What to work on. Print nothing but the lines below starting at the line that holds "the search engine" and ending at the line that holds "the last output", including both, each exactly as written.

[Stored items from a collection]
-*-*-
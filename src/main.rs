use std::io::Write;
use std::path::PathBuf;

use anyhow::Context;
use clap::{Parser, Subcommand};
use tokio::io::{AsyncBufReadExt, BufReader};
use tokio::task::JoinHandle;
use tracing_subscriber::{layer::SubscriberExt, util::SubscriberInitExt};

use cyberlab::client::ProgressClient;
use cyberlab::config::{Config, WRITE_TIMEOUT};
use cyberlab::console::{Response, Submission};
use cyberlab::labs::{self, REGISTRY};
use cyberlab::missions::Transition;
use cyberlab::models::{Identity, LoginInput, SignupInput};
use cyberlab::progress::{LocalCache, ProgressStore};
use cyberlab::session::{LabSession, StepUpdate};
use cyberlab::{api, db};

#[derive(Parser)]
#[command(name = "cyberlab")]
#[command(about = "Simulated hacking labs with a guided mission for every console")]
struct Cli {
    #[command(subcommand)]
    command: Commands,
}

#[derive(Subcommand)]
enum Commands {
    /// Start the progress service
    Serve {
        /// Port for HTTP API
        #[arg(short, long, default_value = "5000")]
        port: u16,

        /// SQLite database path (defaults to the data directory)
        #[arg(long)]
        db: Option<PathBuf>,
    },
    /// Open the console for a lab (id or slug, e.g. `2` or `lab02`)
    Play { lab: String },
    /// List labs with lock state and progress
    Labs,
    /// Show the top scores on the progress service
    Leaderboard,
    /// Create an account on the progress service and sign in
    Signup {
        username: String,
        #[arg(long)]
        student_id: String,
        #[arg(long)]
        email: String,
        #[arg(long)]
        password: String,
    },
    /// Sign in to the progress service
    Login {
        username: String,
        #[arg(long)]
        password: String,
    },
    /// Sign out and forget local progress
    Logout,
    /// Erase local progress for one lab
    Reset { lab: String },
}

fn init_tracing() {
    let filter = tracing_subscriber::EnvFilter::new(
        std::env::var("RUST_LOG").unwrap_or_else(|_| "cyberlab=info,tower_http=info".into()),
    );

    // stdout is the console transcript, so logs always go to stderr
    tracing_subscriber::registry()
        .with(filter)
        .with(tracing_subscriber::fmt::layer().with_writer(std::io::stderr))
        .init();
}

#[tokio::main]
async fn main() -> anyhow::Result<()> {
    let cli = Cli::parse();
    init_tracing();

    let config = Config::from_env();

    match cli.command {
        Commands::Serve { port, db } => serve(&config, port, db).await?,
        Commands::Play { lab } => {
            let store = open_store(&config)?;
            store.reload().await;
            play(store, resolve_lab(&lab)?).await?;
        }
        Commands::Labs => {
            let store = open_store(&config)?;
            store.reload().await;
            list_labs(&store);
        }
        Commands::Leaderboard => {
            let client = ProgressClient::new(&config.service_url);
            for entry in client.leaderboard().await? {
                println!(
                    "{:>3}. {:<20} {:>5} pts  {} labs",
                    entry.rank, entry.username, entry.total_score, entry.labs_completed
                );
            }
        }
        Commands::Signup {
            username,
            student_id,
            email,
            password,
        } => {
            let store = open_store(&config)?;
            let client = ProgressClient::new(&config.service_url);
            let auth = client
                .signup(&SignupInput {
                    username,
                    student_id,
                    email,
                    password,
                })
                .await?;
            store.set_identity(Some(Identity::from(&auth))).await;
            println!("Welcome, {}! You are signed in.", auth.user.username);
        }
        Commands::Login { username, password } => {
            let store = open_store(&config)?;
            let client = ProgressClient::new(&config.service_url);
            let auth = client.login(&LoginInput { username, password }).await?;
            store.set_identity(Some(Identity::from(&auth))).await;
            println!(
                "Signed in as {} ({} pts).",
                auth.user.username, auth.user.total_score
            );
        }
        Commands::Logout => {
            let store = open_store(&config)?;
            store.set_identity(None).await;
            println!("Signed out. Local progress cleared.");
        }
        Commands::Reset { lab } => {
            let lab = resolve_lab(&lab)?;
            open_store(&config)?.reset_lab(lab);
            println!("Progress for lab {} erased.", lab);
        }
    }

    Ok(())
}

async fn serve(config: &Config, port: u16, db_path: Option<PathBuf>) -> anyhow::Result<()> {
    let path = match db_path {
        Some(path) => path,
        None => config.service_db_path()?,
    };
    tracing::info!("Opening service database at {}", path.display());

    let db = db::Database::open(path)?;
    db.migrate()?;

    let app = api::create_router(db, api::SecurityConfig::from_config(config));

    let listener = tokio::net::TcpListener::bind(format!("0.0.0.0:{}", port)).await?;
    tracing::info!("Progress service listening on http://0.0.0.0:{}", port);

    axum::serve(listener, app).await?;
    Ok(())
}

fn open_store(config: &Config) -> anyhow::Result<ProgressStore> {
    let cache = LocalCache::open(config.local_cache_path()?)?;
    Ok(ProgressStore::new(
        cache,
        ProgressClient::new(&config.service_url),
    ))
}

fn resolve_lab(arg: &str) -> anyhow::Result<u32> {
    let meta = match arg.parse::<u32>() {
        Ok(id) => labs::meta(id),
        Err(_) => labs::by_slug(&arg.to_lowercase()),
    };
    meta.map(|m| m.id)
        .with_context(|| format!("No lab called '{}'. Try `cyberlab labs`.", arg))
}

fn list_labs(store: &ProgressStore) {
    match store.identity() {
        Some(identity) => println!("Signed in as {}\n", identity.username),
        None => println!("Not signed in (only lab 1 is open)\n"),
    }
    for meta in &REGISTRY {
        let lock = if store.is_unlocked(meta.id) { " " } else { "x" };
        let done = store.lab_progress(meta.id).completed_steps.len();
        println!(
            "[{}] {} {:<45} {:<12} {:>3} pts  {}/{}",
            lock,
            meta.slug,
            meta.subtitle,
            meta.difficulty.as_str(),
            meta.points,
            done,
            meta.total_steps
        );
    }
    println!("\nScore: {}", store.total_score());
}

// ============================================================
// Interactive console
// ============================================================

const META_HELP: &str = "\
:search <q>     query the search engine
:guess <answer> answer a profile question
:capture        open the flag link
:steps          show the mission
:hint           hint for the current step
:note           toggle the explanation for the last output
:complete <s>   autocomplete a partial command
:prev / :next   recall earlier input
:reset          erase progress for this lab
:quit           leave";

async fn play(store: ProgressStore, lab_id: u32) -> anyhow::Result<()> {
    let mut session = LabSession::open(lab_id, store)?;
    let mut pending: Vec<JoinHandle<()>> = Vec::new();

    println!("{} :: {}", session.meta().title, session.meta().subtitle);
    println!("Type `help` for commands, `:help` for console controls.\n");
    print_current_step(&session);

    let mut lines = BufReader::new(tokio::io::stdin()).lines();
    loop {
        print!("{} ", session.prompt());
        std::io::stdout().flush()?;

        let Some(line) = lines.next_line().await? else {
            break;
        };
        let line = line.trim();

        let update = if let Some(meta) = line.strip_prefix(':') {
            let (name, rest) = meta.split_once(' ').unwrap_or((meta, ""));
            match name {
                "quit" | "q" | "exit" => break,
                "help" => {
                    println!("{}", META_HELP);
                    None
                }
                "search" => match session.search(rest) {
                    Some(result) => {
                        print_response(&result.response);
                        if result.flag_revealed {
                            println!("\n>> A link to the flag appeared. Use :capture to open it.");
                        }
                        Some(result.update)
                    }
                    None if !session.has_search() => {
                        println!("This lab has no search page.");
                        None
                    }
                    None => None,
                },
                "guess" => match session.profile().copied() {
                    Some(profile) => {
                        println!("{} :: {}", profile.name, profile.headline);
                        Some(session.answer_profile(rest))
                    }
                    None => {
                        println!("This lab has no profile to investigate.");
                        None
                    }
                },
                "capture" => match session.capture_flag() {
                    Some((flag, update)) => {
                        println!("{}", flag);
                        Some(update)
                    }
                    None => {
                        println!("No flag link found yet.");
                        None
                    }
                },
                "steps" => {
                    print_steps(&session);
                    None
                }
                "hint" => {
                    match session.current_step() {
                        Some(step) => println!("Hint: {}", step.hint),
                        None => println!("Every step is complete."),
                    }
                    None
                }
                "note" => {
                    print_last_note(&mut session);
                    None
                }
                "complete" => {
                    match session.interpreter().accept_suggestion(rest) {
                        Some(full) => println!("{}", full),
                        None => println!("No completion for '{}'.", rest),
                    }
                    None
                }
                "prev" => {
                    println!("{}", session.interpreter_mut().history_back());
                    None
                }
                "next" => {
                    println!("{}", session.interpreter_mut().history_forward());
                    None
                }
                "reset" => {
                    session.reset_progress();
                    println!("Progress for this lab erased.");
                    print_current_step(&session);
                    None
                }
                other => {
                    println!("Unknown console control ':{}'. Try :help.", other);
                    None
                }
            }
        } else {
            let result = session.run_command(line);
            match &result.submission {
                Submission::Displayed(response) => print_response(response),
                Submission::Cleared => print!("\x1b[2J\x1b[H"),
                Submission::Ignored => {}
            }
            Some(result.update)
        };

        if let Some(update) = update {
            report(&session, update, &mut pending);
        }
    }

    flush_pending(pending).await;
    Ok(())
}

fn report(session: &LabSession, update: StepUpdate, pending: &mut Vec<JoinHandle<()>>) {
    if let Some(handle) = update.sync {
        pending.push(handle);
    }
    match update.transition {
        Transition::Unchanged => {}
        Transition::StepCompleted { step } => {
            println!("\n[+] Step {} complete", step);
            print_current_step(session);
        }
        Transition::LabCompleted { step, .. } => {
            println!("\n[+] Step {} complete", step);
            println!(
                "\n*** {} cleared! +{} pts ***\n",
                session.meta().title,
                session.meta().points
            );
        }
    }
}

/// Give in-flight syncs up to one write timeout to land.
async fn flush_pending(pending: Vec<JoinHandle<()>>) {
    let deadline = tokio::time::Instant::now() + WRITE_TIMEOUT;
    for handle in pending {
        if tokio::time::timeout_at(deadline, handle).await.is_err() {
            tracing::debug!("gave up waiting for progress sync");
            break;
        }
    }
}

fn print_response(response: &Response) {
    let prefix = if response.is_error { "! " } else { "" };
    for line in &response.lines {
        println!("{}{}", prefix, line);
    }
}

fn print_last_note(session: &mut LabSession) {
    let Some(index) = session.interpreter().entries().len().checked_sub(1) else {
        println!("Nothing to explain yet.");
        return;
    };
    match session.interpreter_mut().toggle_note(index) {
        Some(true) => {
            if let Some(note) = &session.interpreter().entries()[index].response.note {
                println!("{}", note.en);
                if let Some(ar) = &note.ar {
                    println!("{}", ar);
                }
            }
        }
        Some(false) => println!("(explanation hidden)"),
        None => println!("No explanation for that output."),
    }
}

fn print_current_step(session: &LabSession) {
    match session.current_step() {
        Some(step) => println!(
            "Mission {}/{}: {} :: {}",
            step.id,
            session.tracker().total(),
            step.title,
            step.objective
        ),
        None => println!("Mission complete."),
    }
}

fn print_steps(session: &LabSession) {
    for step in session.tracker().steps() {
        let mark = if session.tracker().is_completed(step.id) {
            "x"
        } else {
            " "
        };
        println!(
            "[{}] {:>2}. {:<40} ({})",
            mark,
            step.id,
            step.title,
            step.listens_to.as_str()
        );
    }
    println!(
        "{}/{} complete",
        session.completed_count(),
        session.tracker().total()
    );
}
-*-*-
Task solution.
:search <q>     query the search engine
:guess <answer> answer a profile question
:capture        open the flag link
:steps          show the mission
:hint           hint for the current step
:note           toggle the explanation for the last output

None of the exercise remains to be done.